Problem description: With every line kept intact, print the entries that appear below.

*** Material shown Section Begins ***

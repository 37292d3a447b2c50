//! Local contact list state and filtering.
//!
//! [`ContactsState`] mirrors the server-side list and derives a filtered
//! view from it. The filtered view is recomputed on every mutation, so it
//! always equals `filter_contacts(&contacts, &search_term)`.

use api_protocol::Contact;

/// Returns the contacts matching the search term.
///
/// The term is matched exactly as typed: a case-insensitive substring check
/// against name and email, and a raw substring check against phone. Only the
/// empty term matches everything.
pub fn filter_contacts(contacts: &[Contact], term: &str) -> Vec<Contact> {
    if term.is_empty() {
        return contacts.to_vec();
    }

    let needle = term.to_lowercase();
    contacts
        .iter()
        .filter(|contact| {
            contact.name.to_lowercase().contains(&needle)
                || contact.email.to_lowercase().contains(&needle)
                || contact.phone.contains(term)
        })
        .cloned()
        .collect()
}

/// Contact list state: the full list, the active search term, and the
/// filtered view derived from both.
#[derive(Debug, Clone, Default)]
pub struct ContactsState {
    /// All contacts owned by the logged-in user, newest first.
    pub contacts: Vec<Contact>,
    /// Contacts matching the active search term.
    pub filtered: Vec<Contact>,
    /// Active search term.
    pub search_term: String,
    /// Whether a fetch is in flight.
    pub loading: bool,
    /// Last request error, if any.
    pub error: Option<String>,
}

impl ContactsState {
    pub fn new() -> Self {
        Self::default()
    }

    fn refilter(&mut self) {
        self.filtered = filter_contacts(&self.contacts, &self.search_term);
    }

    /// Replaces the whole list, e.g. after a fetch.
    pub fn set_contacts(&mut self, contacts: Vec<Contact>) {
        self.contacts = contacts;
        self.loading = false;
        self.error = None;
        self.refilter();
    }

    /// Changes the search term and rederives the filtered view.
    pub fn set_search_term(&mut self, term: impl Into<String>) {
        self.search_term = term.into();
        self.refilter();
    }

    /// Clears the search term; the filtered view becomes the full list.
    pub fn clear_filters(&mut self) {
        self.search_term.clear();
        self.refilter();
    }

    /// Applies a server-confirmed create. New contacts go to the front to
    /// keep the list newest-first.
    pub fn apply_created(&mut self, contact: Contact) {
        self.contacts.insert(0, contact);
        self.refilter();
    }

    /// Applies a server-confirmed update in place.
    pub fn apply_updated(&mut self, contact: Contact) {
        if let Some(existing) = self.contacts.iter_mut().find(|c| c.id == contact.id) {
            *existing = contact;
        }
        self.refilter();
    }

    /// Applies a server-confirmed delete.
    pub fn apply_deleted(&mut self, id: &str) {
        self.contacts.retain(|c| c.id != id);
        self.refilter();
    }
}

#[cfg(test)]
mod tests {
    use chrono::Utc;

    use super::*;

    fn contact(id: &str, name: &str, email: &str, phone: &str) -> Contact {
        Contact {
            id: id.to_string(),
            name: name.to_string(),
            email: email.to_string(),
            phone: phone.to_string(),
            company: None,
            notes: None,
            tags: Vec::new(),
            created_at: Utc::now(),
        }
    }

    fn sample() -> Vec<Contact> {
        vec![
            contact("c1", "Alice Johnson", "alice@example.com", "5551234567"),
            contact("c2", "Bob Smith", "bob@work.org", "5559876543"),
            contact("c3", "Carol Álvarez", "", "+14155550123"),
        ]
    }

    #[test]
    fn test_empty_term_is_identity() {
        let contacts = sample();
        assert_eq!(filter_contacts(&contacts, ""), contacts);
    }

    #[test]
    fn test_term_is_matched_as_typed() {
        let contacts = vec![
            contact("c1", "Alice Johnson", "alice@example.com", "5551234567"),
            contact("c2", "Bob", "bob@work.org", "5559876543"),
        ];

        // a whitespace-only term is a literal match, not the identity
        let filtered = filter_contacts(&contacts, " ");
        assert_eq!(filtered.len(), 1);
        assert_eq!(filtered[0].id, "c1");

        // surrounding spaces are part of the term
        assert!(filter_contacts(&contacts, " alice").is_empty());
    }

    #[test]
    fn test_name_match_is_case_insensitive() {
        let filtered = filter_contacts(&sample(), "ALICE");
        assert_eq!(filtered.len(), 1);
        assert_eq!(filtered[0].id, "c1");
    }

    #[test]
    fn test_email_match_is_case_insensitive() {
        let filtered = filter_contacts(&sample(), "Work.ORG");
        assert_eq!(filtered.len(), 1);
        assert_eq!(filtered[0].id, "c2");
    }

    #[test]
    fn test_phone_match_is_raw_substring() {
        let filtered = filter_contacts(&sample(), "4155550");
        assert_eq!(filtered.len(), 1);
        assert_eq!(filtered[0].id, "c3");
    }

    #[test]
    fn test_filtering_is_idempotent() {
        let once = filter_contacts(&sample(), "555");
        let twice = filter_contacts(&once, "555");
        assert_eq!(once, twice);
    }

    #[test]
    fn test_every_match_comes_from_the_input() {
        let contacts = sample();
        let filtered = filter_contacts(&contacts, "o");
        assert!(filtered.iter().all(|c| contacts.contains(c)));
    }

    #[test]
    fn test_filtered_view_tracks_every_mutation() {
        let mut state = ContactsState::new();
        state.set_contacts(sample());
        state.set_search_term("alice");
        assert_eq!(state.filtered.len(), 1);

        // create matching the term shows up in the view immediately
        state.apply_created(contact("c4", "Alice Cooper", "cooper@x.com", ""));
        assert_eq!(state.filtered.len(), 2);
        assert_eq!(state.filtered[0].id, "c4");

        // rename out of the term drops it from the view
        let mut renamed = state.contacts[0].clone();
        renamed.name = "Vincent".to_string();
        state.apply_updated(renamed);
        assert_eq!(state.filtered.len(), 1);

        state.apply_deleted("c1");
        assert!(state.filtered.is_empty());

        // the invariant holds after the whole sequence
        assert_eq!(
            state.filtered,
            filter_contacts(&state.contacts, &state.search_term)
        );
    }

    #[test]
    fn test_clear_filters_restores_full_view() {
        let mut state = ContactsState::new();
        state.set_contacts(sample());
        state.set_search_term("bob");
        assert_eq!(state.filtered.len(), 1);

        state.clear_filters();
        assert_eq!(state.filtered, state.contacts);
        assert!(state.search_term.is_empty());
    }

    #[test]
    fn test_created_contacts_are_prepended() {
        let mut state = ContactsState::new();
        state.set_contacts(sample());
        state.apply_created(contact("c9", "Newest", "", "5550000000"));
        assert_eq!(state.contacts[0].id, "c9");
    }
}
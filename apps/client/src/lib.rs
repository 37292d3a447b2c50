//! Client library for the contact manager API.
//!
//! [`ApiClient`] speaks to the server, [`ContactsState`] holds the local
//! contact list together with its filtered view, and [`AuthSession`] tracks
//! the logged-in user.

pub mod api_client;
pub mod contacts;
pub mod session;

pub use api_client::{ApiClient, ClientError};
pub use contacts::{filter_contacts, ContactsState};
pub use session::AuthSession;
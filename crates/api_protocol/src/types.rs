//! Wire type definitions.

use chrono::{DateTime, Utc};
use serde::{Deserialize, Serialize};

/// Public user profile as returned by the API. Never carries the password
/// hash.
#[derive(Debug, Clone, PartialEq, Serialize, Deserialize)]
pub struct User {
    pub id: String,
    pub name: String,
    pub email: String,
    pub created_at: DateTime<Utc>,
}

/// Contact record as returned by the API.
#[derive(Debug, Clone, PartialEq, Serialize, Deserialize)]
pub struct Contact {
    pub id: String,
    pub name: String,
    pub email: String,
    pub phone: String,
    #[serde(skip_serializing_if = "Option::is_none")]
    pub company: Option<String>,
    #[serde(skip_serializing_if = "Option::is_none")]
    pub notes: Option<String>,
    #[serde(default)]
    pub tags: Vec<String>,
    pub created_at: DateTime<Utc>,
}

*** Material shown Section Ends ***

Answer section:
repository 37292d3a447b2c50
//! Local contact list state and filtering.
//!
//! [`ContactsState`] mirrors the server-side list and derives a filtered
//! view from it. The filtered view is recomputed on every mutation, so it
//! always equals `filter_contacts(&contacts, &search_term)`.

use api_protocol::Contact;

/// Returns the contacts matching the search term.
///
/// The term is matched exactly as typed: a case-insensitive substring check
/// against name and email, and a raw substring check against phone. Only the
/// empty term matches everything.
pub fn filter_contacts(contacts: &[Contact], term: &str) -> Vec<Contact> {
    if term.is_empty() {
        return contacts.to_vec();
    }

    let needle = term.to_lowercase();
    contacts
        .iter()
        .filter(|contact| {
            contact.name.to_lowercase().contains(&needle)
                || contact.email.to_lowercase().contains(&needle)
                || contact.phone.contains(term)
        })
        .cloned()
        .collect()
}

/// Contact list state: the full list, the active search term, and the
/// filtered view derived from both.
#[derive(Debug, Clone, Default)]
pub struct ContactsState {
    /// All contacts owned by the logged-in user, newest first.
    pub contacts: Vec<Contact>,
    /// Contacts matching the active search term.
    pub filtered: Vec<Contact>,
    /// Active search term.
    pub search_term: String,
    /// Whether a fetch is in flight.
    pub loading: bool,
    /// Last request error, if any.
    pub error: Option<String>,
}

impl ContactsState {
    pub fn new() -> Self {
        Self::default()
    }

    fn refilter(&mut self) {
        self.filtered = filter_contacts(&self.contacts, &self.search_term);
    }

    /// Replaces the whole list, e.g. after a fetch.
    pub fn set_contacts(&mut self, contacts: Vec<Contact>) {
        self.contacts = contacts;
        self.loading = false;
        self.error = None;
        self.refilter();
    }

    /// Changes the search term and rederives the filtered view.
    pub fn set_search_term(&mut self, term: impl Into<String>) {
        self.search_term = term.into();
        self.refilter();
    }

    /// Clears the search term; the filtered view becomes the full list.
    pub fn clear_filters(&mut self) {
        self.search_term.clear();
        self.refilter();
    }

    /// Applies a server-confirmed create. New contacts go to the front to
    /// keep the list newest-first.
    pub fn apply_created(&mut self, contact: Contact) {
        self.contacts.insert(0, contact);
        self.refilter();
    }

    /// Applies a server-confirmed update in place.
    pub fn apply_updated(&mut self, contact: Contact) {
        if let Some(existing) = self.contacts.iter_mut().find(|c| c.id == contact.id) {
            *existing = contact;
        }
        self.refilter();
    }

    /// Applies a server-confirmed delete.
    pub fn apply_deleted(&mut self, id: &str) {
        self.contacts.retain(|c| c.id != id);
        self.refilter();
    }
}

#[cfg(test)]
mod tests {
    use chrono::Utc;

    use super::*;

    fn contact(id: &str, name: &str, email: &str, phone: &str) -> Contact {
        Contact {
            id: id.to_string(),
            name: name.to_string(),
            email: email.to_string(),
            phone: phone.to_string(),
            company: None,
            notes: None,
            tags: Vec::new(),
            created_at: Utc::now(),
        }
    }

    fn sample() -> Vec<Contact> {
        vec![
            contact("c1", "Alice Johnson", "alice@example.com", "5551234567"),
            contact("c2", "Bob Smith", "bob@work.org", "5559876543"),
            contact("c3", "Carol Álvarez", "", "+14155550123"),
        ]
    }

    #[test]
    fn test_empty_term_is_identity() {
        let contacts = sample();
        assert_eq!(filter_contacts(&contacts, ""), contacts);
    }

    #[test]
    fn test_term_is_matched_as_typed() {
        let contacts = vec![
            contact("c1", "Alice Johnson", "alice@example.com", "5551234567"),
            contact("c2", "Bob", "bob@work.org", "5559876543"),
        ];

        // a whitespace-only term is a literal match, not the identity
        let filtered = filter_contacts(&contacts, " ");
        assert_eq!(filtered.len(), 1);
        assert_eq!(filtered[0].id, "c1");

        // surrounding spaces are part of the term
        assert!(filter_contacts(&contacts, " alice").is_empty());
    }

    #[test]
    fn test_name_match_is_case_insensitive() {
        let filtered = filter_contacts(&sample(), "ALICE");
        assert_eq!(filtered.len(), 1);
        assert_eq!(filtered[0].id, "c1");
    }

    #[test]
    fn test_email_match_is_case_insensitive() {
        let filtered = filter_contacts(&sample(), "Work.ORG");
        assert_eq!(filtered.len(), 1);
        assert_eq!(filtered[0].id, "c2");
    }

    #[test]
    fn test_phone_match_is_raw_substring() {
        let filtered = filter_contacts(&sample(), "4155550");
        assert_eq!(filtered.len(), 1);
        assert_eq!(filtered[0].id, "c3");
    }

    #[test]
    fn test_filtering_is_idempotent() {
        let once = filter_contacts(&sample(), "555");
        let twice = filter_contacts(&once, "555");
        assert_eq!(once, twice);
    }

    #[test]
    fn test_every_match_comes_from_the_input() {
        let contacts = sample();
        let filtered = filter_contacts(&contacts, "o");
        assert!(filtered.iter().all(|c| contacts.contains(c)));
    }

    #[test]
    fn test_filtered_view_tracks_every_mutation() {
        let mut state = ContactsState::new();
        state.set_contacts(sample());
        state.set_search_term("alice");
        assert_eq!(state.filtered.len(), 1);

        // create matching the term shows up in the view immediately
        state.apply_created(contact("c4", "Alice Cooper", "cooper@x.com", ""));
        assert_eq!(state.filtered.len(), 2);
        assert_eq!(state.filtered[0].id, "c4");

        // rename out of the term drops it from the view
        let mut renamed = state.contacts[0].clone();
        renamed.name = "Vincent".to_string();
        state.apply_updated(renamed);
        assert_eq!(state.filtered.len(), 1);

        state.apply_deleted("c1");
        assert!(state.filtered.is_empty());

        // the invariant holds after the whole sequence
        assert_eq!(
            state.filtered,
            filter_contacts(&state.contacts, &state.search_term)
        );
    }

    #[test]
    fn test_clear_filters_restores_full_view() {
        let mut state = ContactsState::new();
        state.set_contacts(sample());
        state.set_search_term("bob");
        assert_eq!(state.filtered.len(), 1);

        state.clear_filters();
        assert_eq!(state.filtered, state.contacts);
        assert!(state.search_term.is_empty());
    }

    #[test]
    fn test_created_contacts_are_prepended() {
        let mut state = ContactsState::new();
        state.set_contacts(sample());
        state.apply_created(contact("c9", "Newest", "", "5550000000"));
        assert_eq!(state.contacts[0].id, "c9");
    }
}
filename apps/client/src/lib.rs
repository 37292d3a447b2c50
//! Client library for the contact manager API.
//!
//! [`ApiClient`] speaks to the server, [`ContactsState`] holds the local
//! contact list together with its filtered view, and [`AuthSession`] tracks
//! the logged-in user.

pub mod api_client;
pub mod contacts;
pub mod session;

pub use api_client::{ApiClient, ClientError};
pub use contacts::{filter_contacts, ContactsState};
pub use session::AuthSession;
filename crates/api_protocol/src/types.rs
//! Wire type definitions.

use chrono::{DateTime, Utc};
use serde::{Deserialize, Serialize};

/// Public user profile as returned by the API. Never carries the password
/// hash.
#[derive(Debug, Clone, PartialEq, Serialize, Deserialize)]
pub struct User {
    pub id: String,
    pub name: String,
    pub email: String,
    pub created_at: DateTime<Utc>,
}

/// Contact record as returned by the API.
#[derive(Debug, Clone, PartialEq, Serialize, Deserialize)]
pub struct Contact {
    pub id: String,
    pub name: String,
    pub email: String,
    pub phone: String,
    #[serde(skip_serializing_if = "Option::is_none")]
    pub company: Option<String>,
    #[serde(skip_serializing_if = "Option::is_none")]
    pub notes: Option<String>,
    #[serde(default)]
    pub tags: Vec<String>,
    pub created_at: DateTime<Utc>,
}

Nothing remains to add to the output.